LA VIE QUOTIDIENNE DES BRETONS
PENDANT LA GUERRE 39-45

         La pandémie du Covid19 bouleverse depuis une bonne année le rythme et les habitudes de vie de la population mondiale. Les gens subissent les manques de libertés pour se déplacer, travailler, s'instruire, se cultiver, se distraire...Les anciens, particulièrement ceux des maisons de retraite, ont déjà payé un lourd tribut à la maladie puisqu' environ 100 000 personnes ont péri. Cette situation crée dans les populations des sentiments et des réactions divers : frustration, impatience, dépression mais aussi résignation et espoir en attendant la disparition du virus.

         Cela étant, les Français et de très nombreux Européens ont connu une autre période autrement plus tragique et sûrement plus longue il y a environ 80 ans. De nombreux adhérents de l'ANR comme moi, ont probablement connu les malheurs de la guerre 39-45. Je voudrais ici rappeler les conditions de vie de l'époque et les comparer aux contraintes actuelles en montrant que les impatiences et les manques de civisme d'aujourd'hui ne devraient pas être de mise.  

        Pendant ces quatre années (juin 40 à août 44), passées en partie à Brest, j'avais de 9 à 13 ans. Je me souviens donc de quelques faits mais il me manquait la mémoire des dates, des chiffres et des évènements. J'ai préféré afin d'être le plus exhaustif possible, puiser dans les documents produits par Christian BOUGEARD, historien auteur de nombreux ouvrages politiques et sociologiques.  J'ai consulté ses écrits dans « Les Annales de Bretagne et des Pays de l'Ouest (année1985-tome 92-chapitre 1 pages 79 à 102)» et je le remercie de nous avoir fourni une aussi abondante documentation sur la guerre 39-45.

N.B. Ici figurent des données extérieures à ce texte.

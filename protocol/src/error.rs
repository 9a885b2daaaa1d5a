//! 错误类型定义

use thiserror::Error;

use crate::board::{ChunkId, Position, Rotation};
use crate::command::CommandType;
use crate::game::GameRole;
use crate::player::UserId;
use crate::state::GameStateType;

/// 帧错误（致命，连接必须关闭）
#[derive(Error, Debug, Clone, PartialEq, Eq)]
pub enum FrameError {
    /// 魔数不匹配，字节流已失去对齐
    #[error("Bad frame magic: expected {expected:#010x}, got {actual:#010x}")]
    BadMagic { expected: u32, actual: u32 },

    /// 负载超过上限
    #[error("Payload too large: {size} bytes (max: {max})")]
    PayloadTooLarge { size: usize, max: usize },

    /// 校验和不一致
    #[error("Checksum mismatch: header says {expected:#010x}, payload hashes to {actual:#010x}")]
    ChecksumMismatch { expected: u32, actual: u32 },
}

/// 解码错误（逻辑错误，丢弃该消息但保留连接）
#[derive(Error, Debug)]
pub enum DecodeError {
    /// 未知的消息类型
    #[error("Unknown message type: {0}")]
    UnknownMessageType(u32),

    /// 未知的命令类型
    #[error("Unknown command type: {0}")]
    UnknownCommandType(u32),

    /// 负载被截断
    #[error("Truncated payload: need {needed} bytes, got {actual}")]
    Truncated { needed: usize, actual: usize },

    /// 负载内容反序列化失败
    #[error("Bincode payload error: {0}")]
    Bincode(#[from] bincode::Error),
}

/// 对局规则错误
#[derive(Error, Debug, Clone, PartialEq, Eq)]
pub enum GameError {
    /// 玩家不足
    #[error("Not enough players: {count} (min: {min})")]
    NotEnoughPlayers { count: usize, min: usize },

    /// 玩家过多
    #[error("Too many players (max: {max})")]
    TooManyPlayers { max: usize },

    /// 对局已开始
    #[error("Game is already started")]
    AlreadyStarted,

    /// 对局未开始
    #[error("Game is not started")]
    NotStarted,

    /// 对局已结束
    #[error("Game is already over")]
    GameOver,

    /// 只有权威端可以执行的操作
    #[error("Operation '{0}' is reserved to the master game")]
    MasterOnly(&'static str),

    /// 牌堆配置中没有起始板块
    #[error("Tile configuration has no starting tile")]
    NoStartingTile,

    /// 主从状态已经分叉
    #[error("Master/slave desync: {0}")]
    Desync(String),
}

/// 命令执行错误
///
/// 大多数变体是可恢复的拒绝；[`CommandError::is_fatal`] 为真的变体
/// 说明主从状态已经不一致，调用方必须高声报告。
#[derive(Error, Debug, Clone, PartialEq, Eq)]
pub enum CommandError {
    /// 不是该玩家的回合
    #[error("Player {user} is not the turn holder (turn holder: {turn_holder})")]
    NotYourTurn { user: UserId, turn_holder: UserId },

    /// 玩家不在对局中
    #[error("Player {0} is not part of this game")]
    UnknownPlayer(UserId),

    /// 当前阶段不允许该命令
    #[error("Command requires state {required:?} but game is in {actual:?}")]
    WrongState {
        required: GameStateType,
        actual: GameStateType,
    },

    /// 本回合还没有抽到板块
    #[error("No tile has been drawn this turn")]
    NoTileDrawn,

    /// 板块不能放在该位置
    #[error("Tile cannot be placed at {position} with rotation {rotation:?}")]
    IllegalPlacement { position: Position, rotation: Rotation },

    /// 米宝已用完
    #[error("Player {0} has no meeple left")]
    NoMeepleLeft(UserId),

    /// 该区块已被占用
    #[error("Chunk {0:?} of the placed tile is already occupied")]
    ChunkOccupied(ChunkId),

    /// 复制命令引用了越界的板块配置
    #[error("Tile config index {index} is out of range (config has {len} tiles)")]
    TileIndexOutOfRange { index: u32, len: usize },

    /// 命令在错误的一端执行
    #[error("Command {command:?} cannot be executed on a {role:?} game")]
    WrongRole { command: CommandType, role: GameRole },

    /// 对局层面的错误
    #[error("Game error: {0}")]
    Game(#[from] GameError),
}

impl CommandError {
    /// 是否为主从失步（协议/编程错误），而不是普通的拒绝
    pub fn is_fatal(&self) -> bool {
        matches!(
            self,
            CommandError::TileIndexOutOfRange { .. }
                | CommandError::WrongRole { .. }
                | CommandError::Game(GameError::Desync(_))
        )
    }
}

/// 协议错误类型
#[derive(Error, Debug)]
pub enum ProtocolError {
    /// IO 错误
    #[error("IO error: {0}")]
    Io(#[from] std::io::Error),

    /// 序列化错误（bincode）
    #[error("Bincode serialization error: {0}")]
    Bincode(#[from] bincode::Error),

    /// JSON 序列化错误
    #[error("JSON serialization error: {0}")]
    Json(#[from] serde_json::Error),

    /// 帧错误
    #[error("Frame error: {0}")]
    Frame(#[from] FrameError),

    /// 解码错误
    #[error("Decode error: {0}")]
    Decode(#[from] DecodeError),

    /// 连接超时
    #[error("Connection timeout")]
    ConnectionTimeout,

    /// 连接已关闭
    #[error("Connection closed")]
    ConnectionClosed,

    /// 昵称为空
    #[error("Nickname is empty")]
    NicknameEmpty,

    /// 昵称过长
    #[error("Nickname too long: {len} chars (max: {max})")]
    NicknameTooLong { len: usize, max: usize },
}

/// 协议操作结果类型
pub type Result<T> = std::result::Result<T, ProtocolError>;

          Quatre années d'occupation allemande ont été lourdes de conséquences sur la vie quotidienne des Bretons avec son lot de restrictions, de difficultés de ravitaillement, de développement du marché noir, de pénuries de toutes sortes (charbon, bois, essence, vêtements...), règlementation tatillonne, risques quotidiens, répression de plus en plus lourde avec l'essor des divers mouvements de résistance.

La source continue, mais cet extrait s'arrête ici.